*** Opening EXERCISE DATA ***

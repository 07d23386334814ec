//! Column loader state machine
//!
//! One loader per board column. The loader owns the accumulated result
//! buffer and the pagination cursor; the host drives it with `start`,
//! `load_more` and `retry`, and renders from `snapshot`.
//!
//! Fetches are issued through tickets so that a completion can always be
//! matched against the load it belongs to. Every logical load carries a
//! generation number; a filter change or a fresh start bumps it, and
//! `apply` silently drops any completion whose ticket generation no longer
//! matches. This is what keeps rapid filter changes from interleaving
//! pages of different queries into one buffer. Superseded fetches are not
//! actively cancelled - their results are simply discarded on arrival,
//! an accepted trade-off for short-lived calls.

use tracing::{debug, warn};

use super::state::{LoadFailure, Phase, Snapshot};
use crate::query::compose;
use crate::search::{Cursor, Issue, SearchClient, SearchError, SearchPage};

/// Which kind of load a ticket was issued for
#[derive(Debug, Clone, Copy, PartialEq, Eq)]
enum FetchKind {
    Initial,
    Append,
}

/// Handle for one in-flight fetch.
///
/// Carries everything the host needs to perform the fetch (the composed
/// query and the cursor to resume from) plus the generation it was issued
/// under, which `apply` uses to recognize stale completions.
#[derive(Debug, Clone)]
pub struct LoadTicket {
    generation: u64,
    kind: FetchKind,
    query: String,
    cursor: Option<Cursor>,
}

impl LoadTicket {
    /// The composed query string to fetch with
    pub fn query(&self) -> &str {
        &self.query
    }

    /// The cursor to resume after, `None` for the first page
    pub fn cursor(&self) -> Option<&Cursor> {
        self.cursor.as_ref()
    }
}

/// Internal mutable state, recreated wholesale on filter changes
#[derive(Debug, Default)]
struct LoaderState {
    phase: Phase,
    items: Vec<Issue>,
    total_count: u64,
    cursor: Option<Cursor>,
    has_more: bool,
    failure: Option<LoadFailure>,
}

/// Incremental loader for one column's search results.
///
/// The scope expression is fixed for the loader's lifetime; the filter may
/// change at any time, which discards all loaded state and starts a fresh
/// generation. Loaders are fully independent of each other - concurrent
/// columns share nothing but the search client.
#[derive(Debug)]
pub struct ColumnLoader {
    scope: String,
    filter: String,
    generation: u64,
    state: LoaderState,
}

impl ColumnLoader {
    /// Create an idle loader; no fetch is issued until `start`
    pub fn new(scope: impl Into<String>, filter: impl Into<String>) -> Self {
        let scope = scope.into();
        let filter = filter.into();
        debug!(%scope, %filter, "ColumnLoader::new: called");
        Self {
            scope,
            filter,
            generation: 0,
            state: LoaderState::default(),
        }
    }

    /// The composed query this loader fetches with
    pub fn query(&self) -> String {
        compose(&self.scope, &self.filter)
    }

    pub fn filter(&self) -> &str {
        &self.filter
    }

    pub fn phase(&self) -> Phase {
        self.state.phase
    }

    pub fn has_more(&self) -> bool {
        self.state.has_more
    }

    /// Replace the filter expression.
    ///
    /// Cursors are only valid for the exact query that produced them, so a
    /// changed filter discards the buffer, returns to `Idle` and bumps the
    /// generation; any fetch still in flight for the old filter becomes
    /// stale and its completion will be dropped. Setting an identical
    /// filter is a no-op.
    pub fn set_filter(&mut self, filter: impl Into<String>) {
        let filter = filter.into();
        if filter == self.filter {
            debug!(%filter, "set_filter: unchanged");
            return;
        }
        debug!(old = %self.filter, new = %filter, "set_filter: recreating loader state");
        self.filter = filter;
        self.generation += 1;
        self.state = LoaderState::default();
    }

    /// Begin a fresh load for the current query.
    ///
    /// Valid from `Idle`, `Ready` or `Failed`; rejected while a load is in
    /// flight (overlapping fresh loads for one loader are disallowed).
    /// Clears the buffer, moves to `InitialLoading`, and returns the ticket
    /// to fetch the first page with (cursor starts from `None`).
    pub fn start(&mut self) -> Option<LoadTicket> {
        match self.state.phase {
            Phase::Idle | Phase::Ready | Phase::Failed => {}
            Phase::InitialLoading | Phase::Appending => {
                warn!(phase = %self.state.phase, "start: rejected while a load is in flight");
                return None;
            }
        }

        self.generation += 1;
        self.state = LoaderState {
            phase: Phase::InitialLoading,
            ..LoaderState::default()
        };

        let ticket = LoadTicket {
            generation: self.generation,
            kind: FetchKind::Initial,
            query: self.query(),
            cursor: None,
        };
        debug!(generation = ticket.generation, query = %ticket.query, "start: issued");
        Some(ticket)
    }

    /// Request the next page.
    ///
    /// Only valid from `Ready` with more pages available; anything else is
    /// a no-op that changes no state and issues no fetch. Moves to
    /// `Appending` - the loaded items stay visible while the increment is
    /// in flight.
    pub fn load_more(&mut self) -> Option<LoadTicket> {
        if self.state.phase != Phase::Ready {
            debug!(phase = %self.state.phase, "load_more: ignored outside Ready");
            return None;
        }
        if !self.state.has_more {
            debug!("load_more: no further pages");
            return None;
        }

        self.state.phase = Phase::Appending;
        let ticket = LoadTicket {
            generation: self.generation,
            kind: FetchKind::Append,
            query: self.query(),
            cursor: self.state.cursor.clone(),
        };
        debug!(
            generation = ticket.generation,
            cursor = ?ticket.cursor.as_ref().map(Cursor::as_str),
            "load_more: issued"
        );
        Some(ticket)
    }

    /// Re-issue a fresh load after a failure.
    ///
    /// Only valid from `Failed`; the query is unchanged and the load starts
    /// over from the beginning of results.
    pub fn retry(&mut self) -> Option<LoadTicket> {
        if self.state.phase != Phase::Failed {
            debug!(phase = %self.state.phase, "retry: ignored outside Failed");
            return None;
        }
        debug!("retry: reissuing load");
        self.start()
    }

    /// Merge the outcome of a fetch issued through a ticket.
    ///
    /// A completion whose generation no longer matches belongs to a
    /// superseded load and is dropped without touching any state; the same
    /// goes for a ticket whose load already resolved. On an initial
    /// failure the buffer stays empty; on an append failure the already
    /// accumulated items are retained - the loaded pages are still valid,
    /// only the increment was lost.
    pub fn apply(&mut self, ticket: &LoadTicket, result: Result<SearchPage, SearchError>) {
        if ticket.generation != self.generation {
            debug!(
                ticket_generation = ticket.generation,
                current_generation = self.generation,
                "apply: discarding stale completion"
            );
            return;
        }

        let expected_phase = match ticket.kind {
            FetchKind::Initial => Phase::InitialLoading,
            FetchKind::Append => Phase::Appending,
        };
        if self.state.phase != expected_phase {
            debug!(
                phase = %self.state.phase,
                kind = ?ticket.kind,
                "apply: ticket does not match current phase, discarding"
            );
            return;
        }

        match result {
            Ok(page) => self.apply_page(ticket.kind, page),
            Err(err) => self.apply_failure(ticket.kind, err),
        }
    }

    fn apply_page(&mut self, kind: FetchKind, page: SearchPage) {
        debug!(
            kind = ?kind,
            page_items = page.items.len(),
            total_count = page.total_count,
            has_more = page.has_more,
            "apply_page: merging"
        );
        match kind {
            FetchKind::Initial => self.state.items = page.items,
            FetchKind::Append => self.state.items.extend(page.items),
        }
        // totals and pagination always come from the most recent page
        self.state.total_count = page.total_count;
        self.state.cursor = page.next_cursor;
        self.state.has_more = page.has_more;
        self.state.failure = None;
        self.state.phase = Phase::Ready;
    }

    fn apply_failure(&mut self, kind: FetchKind, err: SearchError) {
        warn!(kind = ?kind, error = %err, "apply_failure: load failed");
        if kind == FetchKind::Initial {
            self.state.items.clear();
        }
        self.state.failure = Some(LoadFailure::from(&err));
        self.state.phase = Phase::Failed;
    }

    /// Read-only view for rendering
    pub fn snapshot(&self) -> Snapshot {
        Snapshot {
            phase: self.state.phase,
            items: self.state.items.clone(),
            total_count: self.state.total_count,
            has_more: self.state.has_more,
            failure: self.state.failure.clone(),
        }
    }

    /// Start a fresh load and drive it to completion against `client`
    pub async fn refresh(&mut self, client: &dyn SearchClient) {
        let Some(ticket) = self.start() else { return };
        let result = client.search(ticket.query(), ticket.cursor()).await;
        self.apply(&ticket, result);
    }

    /// Fetch the next page and merge it, if one is available
    pub async fn fetch_more(&mut self, client: &dyn SearchClient) {
        let Some(ticket) = self.load_more() else { return };
        let result = client.search(ticket.query(), ticket.cursor()).await;
        self.apply(&ticket, result);
    }
}
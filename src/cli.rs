//! CLI command definitions and subcommands

use clap::{Parser, Subcommand};
use std::path::PathBuf;

/// issueboard - incremental issue-search board loader
#[derive(Parser)]
#[command(
    name = "ib",
    about = "Load cursor-paginated issue-search results, column by column",
    version,
    after_help = "Logs are written to: ~/.local/share/issueboard/logs/issueboard.log"
)]
pub struct Cli {
    /// Path to config file
    #[arg(short, long, global = true, help = "Path to config file")]
    pub config: Option<PathBuf>,

    /// Enable verbose output
    #[arg(short, long, global = true, help = "Enable verbose output")]
    pub verbose: bool,

    /// Subcommand to execute
    #[command(subcommand)]
    pub command: Command,
}

/// CLI subcommands
#[derive(Subcommand)]
pub enum Command {
    /// Run a single search and page through its results
    Search {
        /// Filter expression (e.g. "label:bug is:open")
        #[arg(default_value = "")]
        filter: String,

        /// Scope expression combined with the filter (e.g. "repo:org/name is:issue")
        #[arg(short, long, default_value = "")]
        scope: String,

        /// Number of pages to fetch
        #[arg(short, long, default_value = "1")]
        pages: u32,

        /// Keep fetching until no pages remain
        #[arg(long)]
        all: bool,
    },

    /// Load every column of a board definition
    Board {
        /// Path to a board YAML file
        file: PathBuf,

        /// Number of pages to fetch per column
        #[arg(short, long, default_value = "1")]
        pages: u32,
    },
}
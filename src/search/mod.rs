//! Remote search module
//!
//! Executes composed queries against a cursor-paginated issue-search
//! endpoint, one page per call.

use std::sync::Arc;

use tracing::debug;

pub mod client;
mod error;
mod github;
mod types;

pub use client::SearchClient;
pub use error::{SearchError, SearchErrorKind};
pub use github::GithubSearchClient;
pub use types::{Cursor, Issue, IssueState, Label, SearchPage};

use crate::config::GithubConfig;

/// Create a search client from configuration
pub fn create_client(config: &GithubConfig) -> Result<Arc<dyn SearchClient>, SearchError> {
    debug!(endpoint = %config.endpoint, "create_client: called");
    Ok(Arc::new(GithubSearchClient::from_config(config)?))
}
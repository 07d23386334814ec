//! GitHub GraphQL search client implementation
//!
//! Implements the SearchClient trait against GitHub's GraphQL `search`
//! connection (`issueCount`, `pageInfo`, issue nodes). One POST per page;
//! no internal retries - failures surface to the loader as-is.

use async_trait::async_trait;
use chrono::{DateTime, Utc};
use reqwest::Client;
use serde::Deserialize;
use std::time::Duration;
use tracing::{debug, warn};

use super::{Cursor, Issue, IssueState, Label, SearchClient, SearchError, SearchPage};
use crate::config::GithubConfig;

/// GraphQL document for one page of issue search results
const SEARCH_DOCUMENT: &str = r#"
query IssueSearch($query: String!, $first: Int!, $after: String) {
  search(query: $query, type: ISSUE, first: $first, after: $after) {
    issueCount
    pageInfo {
      endCursor
      hasNextPage
    }
    nodes {
      ... on Issue {
        number
        title
        url
        state
        createdAt
        updatedAt
        author { login }
        repository { nameWithOwner }
        labels(first: 20) { nodes { name color } }
        comments { totalCount }
      }
    }
  }
}
"#;

/// GitHub GraphQL search client
pub struct GithubSearchClient {
    endpoint: String,
    token: String,
    page_size: u32,
    http: Client,
}

impl GithubSearchClient {
    /// Create a new client from configuration
    ///
    /// Reads the API token from the environment variable named in config.
    pub fn from_config(config: &GithubConfig) -> Result<Self, SearchError> {
        debug!(?config, "from_config: called");
        let token = config.get_token().map_err(|e| SearchError::Auth(e.to_string()))?;

        let http = Client::builder()
            .timeout(Duration::from_millis(config.timeout_ms))
            .build()
            .map_err(SearchError::Network)?;

        Ok(Self {
            endpoint: config.endpoint.clone(),
            token,
            page_size: config.page_size,
            http,
        })
    }

    /// Build the GraphQL request body for one page
    fn build_request_body(&self, query: &str, cursor: Option<&Cursor>) -> serde_json::Value {
        debug!(%query, cursor = ?cursor.map(Cursor::as_str), "build_request_body: called");
        serde_json::json!({
            "query": SEARCH_DOCUMENT,
            "variables": {
                "query": query,
                "first": self.page_size,
                "after": cursor.map(Cursor::as_str),
            },
        })
    }
}

#[async_trait]
impl SearchClient for GithubSearchClient {
    async fn search(&self, query: &str, cursor: Option<&Cursor>) -> Result<SearchPage, SearchError> {
        debug!(%query, cursor = ?cursor.map(Cursor::as_str), "search: called");
        let body = self.build_request_body(query, cursor);

        let response = self
            .http
            .post(&self.endpoint)
            .bearer_auth(&self.token)
            .header("content-type", "application/json")
            .json(&body)
            .send()
            .await?;

        let status = response.status().as_u16();

        if status == 429 || (status == 403 && response.headers().contains_key("retry-after")) {
            debug!(%status, "search: rate limited");
            let retry_after = response
                .headers()
                .get("retry-after")
                .and_then(|v| v.to_str().ok())
                .and_then(|s| s.parse::<u64>().ok())
                .unwrap_or(60);

            return Err(SearchError::RateLimited {
                retry_after: Duration::from_secs(retry_after),
            });
        }

        if !response.status().is_success() {
            debug!(%status, "search: API error");
            let text = response.text().await.unwrap_or_default();
            return Err(SearchError::Api { status, message: text });
        }

        let payload: GraphQlResponse = response.json().await?;

        if let Some(errors) = payload.errors
            && !errors.is_empty()
        {
            let message = errors.iter().map(|e| e.message.as_str()).collect::<Vec<_>>().join("; ");
            debug!(%message, "search: query rejected");
            return Err(SearchError::Remote { message });
        }

        let data = payload
            .data
            .ok_or_else(|| SearchError::InvalidResponse("Response carried neither data nor errors".to_string()))?;

        debug!("search: success");
        Ok(parse_page(data.search))
    }
}

/// Convert one search connection into a page, skipping nodes that are not
/// issues (the search union can carry other node types, which come back as
/// objects without issue fields).
fn parse_page(connection: SearchConnection) -> SearchPage {
    debug!(
        node_count = connection.nodes.len(),
        issue_count = connection.issue_count,
        "parse_page: called"
    );
    let items = connection
        .nodes
        .into_iter()
        .filter_map(|node| match serde_json::from_value::<IssueNode>(node) {
            Ok(node) => Some(node.into_issue()),
            Err(e) => {
                debug!(error = %e, "parse_page: skipping non-issue node");
                None
            }
        })
        .collect();

    let next_cursor = match (connection.page_info.has_next_page, connection.page_info.end_cursor) {
        (true, Some(cursor)) => Some(Cursor::new(cursor)),
        (true, None) => {
            warn!("parse_page: hasNextPage without endCursor, treating page as final");
            None
        }
        (false, _) => None,
    };
    let has_more = next_cursor.is_some();

    SearchPage::new(items, connection.issue_count, next_cursor, has_more)
}

// GitHub GraphQL response types

#[derive(Debug, Deserialize)]
struct GraphQlResponse {
    data: Option<GraphQlData>,
    errors: Option<Vec<GraphQlError>>,
}

#[derive(Debug, Deserialize)]
struct GraphQlError {
    message: String,
}

#[derive(Debug, Deserialize)]
struct GraphQlData {
    search: SearchConnection,
}

#[derive(Debug, Deserialize)]
#[serde(rename_all = "camelCase")]
struct SearchConnection {
    issue_count: u64,
    page_info: PageInfo,
    #[serde(default)]
    nodes: Vec<serde_json::Value>,
}

#[derive(Debug, Deserialize)]
#[serde(rename_all = "camelCase")]
struct PageInfo {
    end_cursor: Option<String>,
    has_next_page: bool,
}

#[derive(Debug, Deserialize)]
#[serde(rename_all = "camelCase")]
struct IssueNode {
    number: u64,
    title: String,
    url: String,
    state: IssueState,
    created_at: DateTime<Utc>,
    updated_at: DateTime<Utc>,
    author: Option<Actor>,
    repository: Repository,
    labels: Option<LabelConnection>,
    comments: CommentCount,
}

impl IssueNode {
    fn into_issue(self) -> Issue {
        Issue {
            number: self.number,
            title: self.title,
            url: self.url,
            state: self.state,
            author: self.author.map(|a| a.login),
            repository: self.repository.name_with_owner,
            labels: self
                .labels
                .map(|l| l.nodes.into_iter().map(|n| Label { name: n.name, color: n.color }).collect())
                .unwrap_or_default(),
            comment_count: self.comments.total_count,
            created_at: self.created_at,
            updated_at: self.updated_at,
        }
    }
}

#[derive(Debug, Deserialize)]
struct Actor {
    login: String,
}

#[derive(Debug, Deserialize)]
#[serde(rename_all = "camelCase")]
struct Repository {
    name_with_owner: String,
}

#[derive(Debug, Deserialize)]
struct LabelConnection {
    nodes: Vec<LabelNode>,
}

#[derive(Debug, Deserialize)]
struct LabelNode {
    name: String,
    color: String,
}

#[derive(Debug, Deserialize)]
#[serde(rename_all = "camelCase")]
struct CommentCount {
    total_count: u64,
}
//! Search query composition
//!
//! A board carries one scope expression (e.g. `repo:org/name is:issue`) and
//! each column adds its own filter expression (e.g. `label:bug is:open`).
//! Both are fragments of the same free-text search syntax; composing them is
//! a pure string join.
//!
//! Pagination cursors are only valid for the exact query string that
//! produced them, so the initial load and every load-more for the same
//! logical state must go through this function with the same inputs.

use tracing::debug;

/// Compose a scope expression and a filter expression into one query string.
///
/// Total and deterministic: equal inputs always yield a byte-identical
/// result. Fragments are trimmed and joined with a single space; an empty
/// fragment contributes nothing, so no leading or trailing separators ever
/// appear.
pub fn compose(scope: &str, filter: &str) -> String {
    let scope = scope.trim();
    let filter = filter.trim();
    debug!(%scope, %filter, "compose: called");

    match (scope.is_empty(), filter.is_empty()) {
        (true, true) => String::new(),
        (false, true) => scope.to_string(),
        (true, false) => filter.to_string(),
        (false, false) => format!("{} {}", scope, filter),
    }
}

*** Closing EXERCISE DATA ***

**TASK DETAILS**
The lines from the start of the entries above through the line containing "fetches are not" are the ones to return, please; copy them exactly and include both ends.

**SOLUTION**
repository 07d23386334814ec
//! Column loader state machine
//!
//! One loader per board column. The loader owns the accumulated result
//! buffer and the pagination cursor; the host drives it with `start`,
//! `load_more` and `retry`, and renders from `snapshot`.
//!
//! Fetches are issued through tickets so that a completion can always be
//! matched against the load it belongs to. Every logical load carries a
//! generation number; a filter change or a fresh start bumps it, and
//! `apply` silently drops any completion whose ticket generation no longer
//! matches. This is what keeps rapid filter changes from interleaving
//! pages of different queries into one buffer. Superseded fetches are not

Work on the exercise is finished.